*Information given*:
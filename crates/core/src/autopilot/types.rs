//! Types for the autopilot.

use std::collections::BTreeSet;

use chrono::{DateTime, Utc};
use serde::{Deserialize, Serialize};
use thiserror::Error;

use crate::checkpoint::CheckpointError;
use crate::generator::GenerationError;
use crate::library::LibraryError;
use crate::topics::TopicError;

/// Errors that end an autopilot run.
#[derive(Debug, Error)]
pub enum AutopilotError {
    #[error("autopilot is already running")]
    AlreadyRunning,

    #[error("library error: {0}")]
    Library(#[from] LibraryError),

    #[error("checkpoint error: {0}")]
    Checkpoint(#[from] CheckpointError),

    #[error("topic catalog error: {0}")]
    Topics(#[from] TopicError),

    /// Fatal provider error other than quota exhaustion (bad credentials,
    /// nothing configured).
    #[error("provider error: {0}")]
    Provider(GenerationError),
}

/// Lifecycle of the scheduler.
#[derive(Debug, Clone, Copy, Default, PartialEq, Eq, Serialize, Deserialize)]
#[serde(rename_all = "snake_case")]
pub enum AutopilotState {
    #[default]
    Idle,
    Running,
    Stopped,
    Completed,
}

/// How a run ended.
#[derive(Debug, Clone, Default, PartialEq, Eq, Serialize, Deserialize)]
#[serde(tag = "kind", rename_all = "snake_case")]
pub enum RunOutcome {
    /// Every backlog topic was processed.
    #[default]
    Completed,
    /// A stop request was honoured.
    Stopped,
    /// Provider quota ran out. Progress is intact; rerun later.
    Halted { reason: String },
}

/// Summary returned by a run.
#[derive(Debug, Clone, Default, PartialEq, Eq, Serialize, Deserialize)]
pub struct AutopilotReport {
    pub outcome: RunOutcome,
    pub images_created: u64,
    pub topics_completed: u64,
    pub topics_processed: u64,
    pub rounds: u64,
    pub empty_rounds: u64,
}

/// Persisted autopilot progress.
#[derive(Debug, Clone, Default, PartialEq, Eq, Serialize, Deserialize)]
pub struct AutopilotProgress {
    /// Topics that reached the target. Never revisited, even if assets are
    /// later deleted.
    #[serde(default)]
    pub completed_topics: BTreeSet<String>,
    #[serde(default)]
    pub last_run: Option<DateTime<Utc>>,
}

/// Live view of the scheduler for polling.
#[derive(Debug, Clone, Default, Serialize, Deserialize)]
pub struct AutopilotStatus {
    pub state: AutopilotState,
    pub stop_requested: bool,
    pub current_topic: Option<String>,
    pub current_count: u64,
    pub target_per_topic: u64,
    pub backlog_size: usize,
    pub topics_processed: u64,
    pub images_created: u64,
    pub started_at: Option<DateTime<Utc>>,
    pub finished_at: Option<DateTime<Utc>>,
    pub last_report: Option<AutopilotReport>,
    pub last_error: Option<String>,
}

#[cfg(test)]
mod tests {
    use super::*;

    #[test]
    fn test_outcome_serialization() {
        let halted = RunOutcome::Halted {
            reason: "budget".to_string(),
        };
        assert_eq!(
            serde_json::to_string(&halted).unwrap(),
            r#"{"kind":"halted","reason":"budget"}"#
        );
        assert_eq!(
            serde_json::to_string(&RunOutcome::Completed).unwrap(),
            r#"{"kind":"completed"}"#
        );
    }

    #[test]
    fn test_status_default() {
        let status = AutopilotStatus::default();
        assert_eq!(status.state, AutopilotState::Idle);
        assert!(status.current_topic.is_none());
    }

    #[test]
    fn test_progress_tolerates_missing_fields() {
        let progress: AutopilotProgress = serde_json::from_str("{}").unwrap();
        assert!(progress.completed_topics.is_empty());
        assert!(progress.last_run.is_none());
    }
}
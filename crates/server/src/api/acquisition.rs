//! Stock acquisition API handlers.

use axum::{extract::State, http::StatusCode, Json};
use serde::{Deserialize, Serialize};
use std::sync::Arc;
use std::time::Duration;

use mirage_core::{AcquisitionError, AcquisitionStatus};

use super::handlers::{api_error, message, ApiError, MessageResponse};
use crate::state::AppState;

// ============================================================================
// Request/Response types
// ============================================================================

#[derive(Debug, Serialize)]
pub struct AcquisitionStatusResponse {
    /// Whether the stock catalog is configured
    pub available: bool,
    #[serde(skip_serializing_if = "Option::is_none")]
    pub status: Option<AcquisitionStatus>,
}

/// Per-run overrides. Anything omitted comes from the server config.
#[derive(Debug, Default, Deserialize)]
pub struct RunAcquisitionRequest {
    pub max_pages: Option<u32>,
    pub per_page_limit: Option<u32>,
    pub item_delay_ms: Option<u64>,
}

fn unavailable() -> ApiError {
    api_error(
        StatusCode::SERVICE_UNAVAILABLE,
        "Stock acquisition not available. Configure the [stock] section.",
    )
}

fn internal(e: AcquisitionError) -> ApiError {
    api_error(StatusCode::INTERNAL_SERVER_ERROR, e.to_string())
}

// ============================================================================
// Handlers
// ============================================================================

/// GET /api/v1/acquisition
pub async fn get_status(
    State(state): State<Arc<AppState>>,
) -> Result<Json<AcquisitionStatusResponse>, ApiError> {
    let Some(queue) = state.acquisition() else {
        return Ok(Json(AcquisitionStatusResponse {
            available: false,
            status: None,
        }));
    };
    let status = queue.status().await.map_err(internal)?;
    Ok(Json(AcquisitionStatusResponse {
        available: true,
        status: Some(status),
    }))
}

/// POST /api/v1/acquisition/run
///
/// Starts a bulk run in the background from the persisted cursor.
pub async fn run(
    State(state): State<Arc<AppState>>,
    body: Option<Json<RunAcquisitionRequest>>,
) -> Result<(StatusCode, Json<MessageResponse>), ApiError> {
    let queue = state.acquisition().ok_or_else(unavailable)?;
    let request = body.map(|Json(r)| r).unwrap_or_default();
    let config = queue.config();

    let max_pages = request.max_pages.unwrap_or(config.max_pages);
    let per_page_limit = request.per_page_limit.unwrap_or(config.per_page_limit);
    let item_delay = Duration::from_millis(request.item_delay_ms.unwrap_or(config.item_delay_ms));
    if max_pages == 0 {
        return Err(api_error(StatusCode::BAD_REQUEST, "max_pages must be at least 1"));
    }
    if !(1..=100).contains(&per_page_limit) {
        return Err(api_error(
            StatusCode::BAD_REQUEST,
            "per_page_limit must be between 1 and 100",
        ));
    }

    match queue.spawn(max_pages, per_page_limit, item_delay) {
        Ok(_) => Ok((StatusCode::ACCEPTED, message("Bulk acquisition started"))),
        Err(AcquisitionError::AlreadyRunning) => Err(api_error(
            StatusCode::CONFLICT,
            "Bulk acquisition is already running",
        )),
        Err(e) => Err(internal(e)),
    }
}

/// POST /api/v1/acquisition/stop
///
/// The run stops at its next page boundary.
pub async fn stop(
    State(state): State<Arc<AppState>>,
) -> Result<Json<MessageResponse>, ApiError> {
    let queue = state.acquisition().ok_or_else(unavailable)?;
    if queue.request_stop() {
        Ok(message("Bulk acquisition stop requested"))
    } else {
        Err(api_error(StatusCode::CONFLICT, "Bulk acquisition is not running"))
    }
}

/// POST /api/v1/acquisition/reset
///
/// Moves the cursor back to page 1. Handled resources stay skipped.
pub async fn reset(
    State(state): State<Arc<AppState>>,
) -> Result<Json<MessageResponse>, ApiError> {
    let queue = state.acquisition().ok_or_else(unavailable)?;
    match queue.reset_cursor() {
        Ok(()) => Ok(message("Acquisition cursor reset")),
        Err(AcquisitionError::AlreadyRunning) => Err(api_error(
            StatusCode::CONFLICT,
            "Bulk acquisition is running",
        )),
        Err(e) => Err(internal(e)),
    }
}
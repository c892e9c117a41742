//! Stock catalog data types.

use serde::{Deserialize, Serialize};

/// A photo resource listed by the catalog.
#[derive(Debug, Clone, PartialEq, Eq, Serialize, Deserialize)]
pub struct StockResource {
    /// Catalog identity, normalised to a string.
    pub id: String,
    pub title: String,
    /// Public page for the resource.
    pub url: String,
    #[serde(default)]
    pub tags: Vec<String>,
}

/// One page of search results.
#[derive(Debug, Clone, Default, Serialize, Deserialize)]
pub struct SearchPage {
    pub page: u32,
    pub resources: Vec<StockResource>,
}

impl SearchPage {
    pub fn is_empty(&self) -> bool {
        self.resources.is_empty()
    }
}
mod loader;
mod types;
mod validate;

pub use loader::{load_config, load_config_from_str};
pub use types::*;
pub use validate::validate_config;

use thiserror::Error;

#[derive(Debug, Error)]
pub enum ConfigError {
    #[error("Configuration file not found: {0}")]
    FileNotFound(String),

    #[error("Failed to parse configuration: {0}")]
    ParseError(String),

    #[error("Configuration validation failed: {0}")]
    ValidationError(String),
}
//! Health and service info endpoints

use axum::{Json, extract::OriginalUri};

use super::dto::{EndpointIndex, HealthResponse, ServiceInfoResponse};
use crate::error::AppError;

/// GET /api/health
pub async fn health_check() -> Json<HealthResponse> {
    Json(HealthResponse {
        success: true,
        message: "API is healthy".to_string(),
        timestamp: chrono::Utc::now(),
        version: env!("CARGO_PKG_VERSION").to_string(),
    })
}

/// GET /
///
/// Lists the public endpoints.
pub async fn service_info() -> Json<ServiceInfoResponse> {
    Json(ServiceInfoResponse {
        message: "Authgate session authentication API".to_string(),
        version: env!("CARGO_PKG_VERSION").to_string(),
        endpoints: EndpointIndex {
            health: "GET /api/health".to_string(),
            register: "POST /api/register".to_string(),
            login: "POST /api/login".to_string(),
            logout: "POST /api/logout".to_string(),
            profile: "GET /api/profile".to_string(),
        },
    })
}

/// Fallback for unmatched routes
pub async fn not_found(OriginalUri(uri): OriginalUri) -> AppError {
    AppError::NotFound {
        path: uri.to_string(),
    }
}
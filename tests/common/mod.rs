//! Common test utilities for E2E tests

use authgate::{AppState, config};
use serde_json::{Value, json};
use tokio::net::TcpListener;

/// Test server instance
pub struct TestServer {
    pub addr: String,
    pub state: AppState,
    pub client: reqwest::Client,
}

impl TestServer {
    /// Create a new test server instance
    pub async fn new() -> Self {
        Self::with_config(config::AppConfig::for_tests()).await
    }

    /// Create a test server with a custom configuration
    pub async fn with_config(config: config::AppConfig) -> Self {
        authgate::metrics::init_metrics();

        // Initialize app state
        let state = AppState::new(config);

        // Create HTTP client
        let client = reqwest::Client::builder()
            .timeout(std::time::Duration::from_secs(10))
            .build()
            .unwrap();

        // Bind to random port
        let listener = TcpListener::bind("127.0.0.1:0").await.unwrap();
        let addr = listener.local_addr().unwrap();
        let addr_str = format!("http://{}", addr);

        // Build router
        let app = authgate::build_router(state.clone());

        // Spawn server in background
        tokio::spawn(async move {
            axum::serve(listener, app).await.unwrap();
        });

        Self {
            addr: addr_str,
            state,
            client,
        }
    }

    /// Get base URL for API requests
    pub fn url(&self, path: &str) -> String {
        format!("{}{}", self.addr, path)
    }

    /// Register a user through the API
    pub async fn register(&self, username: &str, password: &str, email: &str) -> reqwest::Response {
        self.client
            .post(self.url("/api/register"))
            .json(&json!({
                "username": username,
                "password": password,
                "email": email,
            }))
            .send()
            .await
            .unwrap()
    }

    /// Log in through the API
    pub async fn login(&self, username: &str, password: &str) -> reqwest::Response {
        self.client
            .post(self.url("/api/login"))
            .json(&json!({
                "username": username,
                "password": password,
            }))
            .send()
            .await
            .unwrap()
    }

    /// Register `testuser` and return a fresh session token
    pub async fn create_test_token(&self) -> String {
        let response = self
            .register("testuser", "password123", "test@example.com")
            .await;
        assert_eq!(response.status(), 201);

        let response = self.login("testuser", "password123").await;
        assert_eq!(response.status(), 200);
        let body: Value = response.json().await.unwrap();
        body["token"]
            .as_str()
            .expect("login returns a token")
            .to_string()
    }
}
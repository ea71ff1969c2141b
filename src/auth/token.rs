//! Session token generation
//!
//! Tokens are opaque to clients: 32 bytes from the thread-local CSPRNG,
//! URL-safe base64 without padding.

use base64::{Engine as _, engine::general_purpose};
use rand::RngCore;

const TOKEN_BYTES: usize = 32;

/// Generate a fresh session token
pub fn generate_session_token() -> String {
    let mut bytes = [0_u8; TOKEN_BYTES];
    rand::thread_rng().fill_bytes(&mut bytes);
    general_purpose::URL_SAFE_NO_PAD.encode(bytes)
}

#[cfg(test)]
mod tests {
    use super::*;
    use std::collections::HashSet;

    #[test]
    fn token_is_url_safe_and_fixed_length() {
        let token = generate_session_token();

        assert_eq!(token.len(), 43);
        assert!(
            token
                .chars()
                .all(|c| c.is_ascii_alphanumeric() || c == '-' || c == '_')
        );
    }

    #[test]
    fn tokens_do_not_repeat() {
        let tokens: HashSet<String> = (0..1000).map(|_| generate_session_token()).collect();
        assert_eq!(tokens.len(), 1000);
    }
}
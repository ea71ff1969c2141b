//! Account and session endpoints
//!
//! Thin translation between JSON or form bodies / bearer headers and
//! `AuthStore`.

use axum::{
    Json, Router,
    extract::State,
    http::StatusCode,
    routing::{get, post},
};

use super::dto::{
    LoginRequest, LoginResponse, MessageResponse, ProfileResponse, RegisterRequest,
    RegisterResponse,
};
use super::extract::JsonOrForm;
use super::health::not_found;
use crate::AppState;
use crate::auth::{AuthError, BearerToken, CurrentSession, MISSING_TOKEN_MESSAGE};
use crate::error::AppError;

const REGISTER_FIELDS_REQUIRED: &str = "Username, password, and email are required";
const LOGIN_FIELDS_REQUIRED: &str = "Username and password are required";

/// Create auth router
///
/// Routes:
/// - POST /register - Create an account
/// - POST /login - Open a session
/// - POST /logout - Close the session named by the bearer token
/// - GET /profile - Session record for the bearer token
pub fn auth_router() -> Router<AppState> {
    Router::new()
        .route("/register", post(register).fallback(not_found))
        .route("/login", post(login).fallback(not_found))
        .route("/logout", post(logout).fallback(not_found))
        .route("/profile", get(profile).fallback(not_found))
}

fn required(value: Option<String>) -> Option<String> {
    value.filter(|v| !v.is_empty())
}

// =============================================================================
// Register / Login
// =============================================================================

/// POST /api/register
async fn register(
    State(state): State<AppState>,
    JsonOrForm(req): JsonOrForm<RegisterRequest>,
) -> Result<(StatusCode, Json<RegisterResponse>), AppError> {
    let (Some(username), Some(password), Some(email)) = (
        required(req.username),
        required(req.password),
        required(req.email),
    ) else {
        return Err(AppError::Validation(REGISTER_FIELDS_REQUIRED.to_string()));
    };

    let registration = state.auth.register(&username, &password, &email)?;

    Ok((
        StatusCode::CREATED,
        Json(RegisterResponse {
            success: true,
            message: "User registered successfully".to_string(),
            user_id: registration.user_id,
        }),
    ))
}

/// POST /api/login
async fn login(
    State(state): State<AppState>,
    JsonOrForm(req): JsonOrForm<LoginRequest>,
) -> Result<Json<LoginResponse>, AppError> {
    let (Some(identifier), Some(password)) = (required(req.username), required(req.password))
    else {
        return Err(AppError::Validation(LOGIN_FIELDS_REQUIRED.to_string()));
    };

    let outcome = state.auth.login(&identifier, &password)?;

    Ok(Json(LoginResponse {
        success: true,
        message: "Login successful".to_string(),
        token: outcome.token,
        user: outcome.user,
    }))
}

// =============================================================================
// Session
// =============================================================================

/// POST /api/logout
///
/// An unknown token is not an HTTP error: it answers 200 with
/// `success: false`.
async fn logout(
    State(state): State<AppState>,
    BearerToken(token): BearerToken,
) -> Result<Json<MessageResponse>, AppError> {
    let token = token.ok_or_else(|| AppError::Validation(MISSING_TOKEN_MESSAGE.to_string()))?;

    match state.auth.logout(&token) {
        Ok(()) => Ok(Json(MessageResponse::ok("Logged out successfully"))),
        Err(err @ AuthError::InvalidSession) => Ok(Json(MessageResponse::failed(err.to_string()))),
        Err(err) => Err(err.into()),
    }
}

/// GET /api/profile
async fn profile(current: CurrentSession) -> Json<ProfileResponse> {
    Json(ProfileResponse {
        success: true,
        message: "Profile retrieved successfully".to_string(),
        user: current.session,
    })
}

*Work instructions*: The answer is the run of lines above from the line containing "and session endpoints" through the line containing "use crate::AppState;", copied exactly and alone.

*Your response*:
//! Account and session endpoints
//!
//! Thin translation between JSON or form bodies / bearer headers and
//! `AuthStore`.

use axum::{
    Json, Router,
    extract::State,
    http::StatusCode,
    routing::{get, post},
};

use super::dto::{
    LoginRequest, LoginResponse, MessageResponse, ProfileResponse, RegisterRequest,
    RegisterResponse,
};
use super::extract::JsonOrForm;
use super::health::not_found;
use crate::AppState;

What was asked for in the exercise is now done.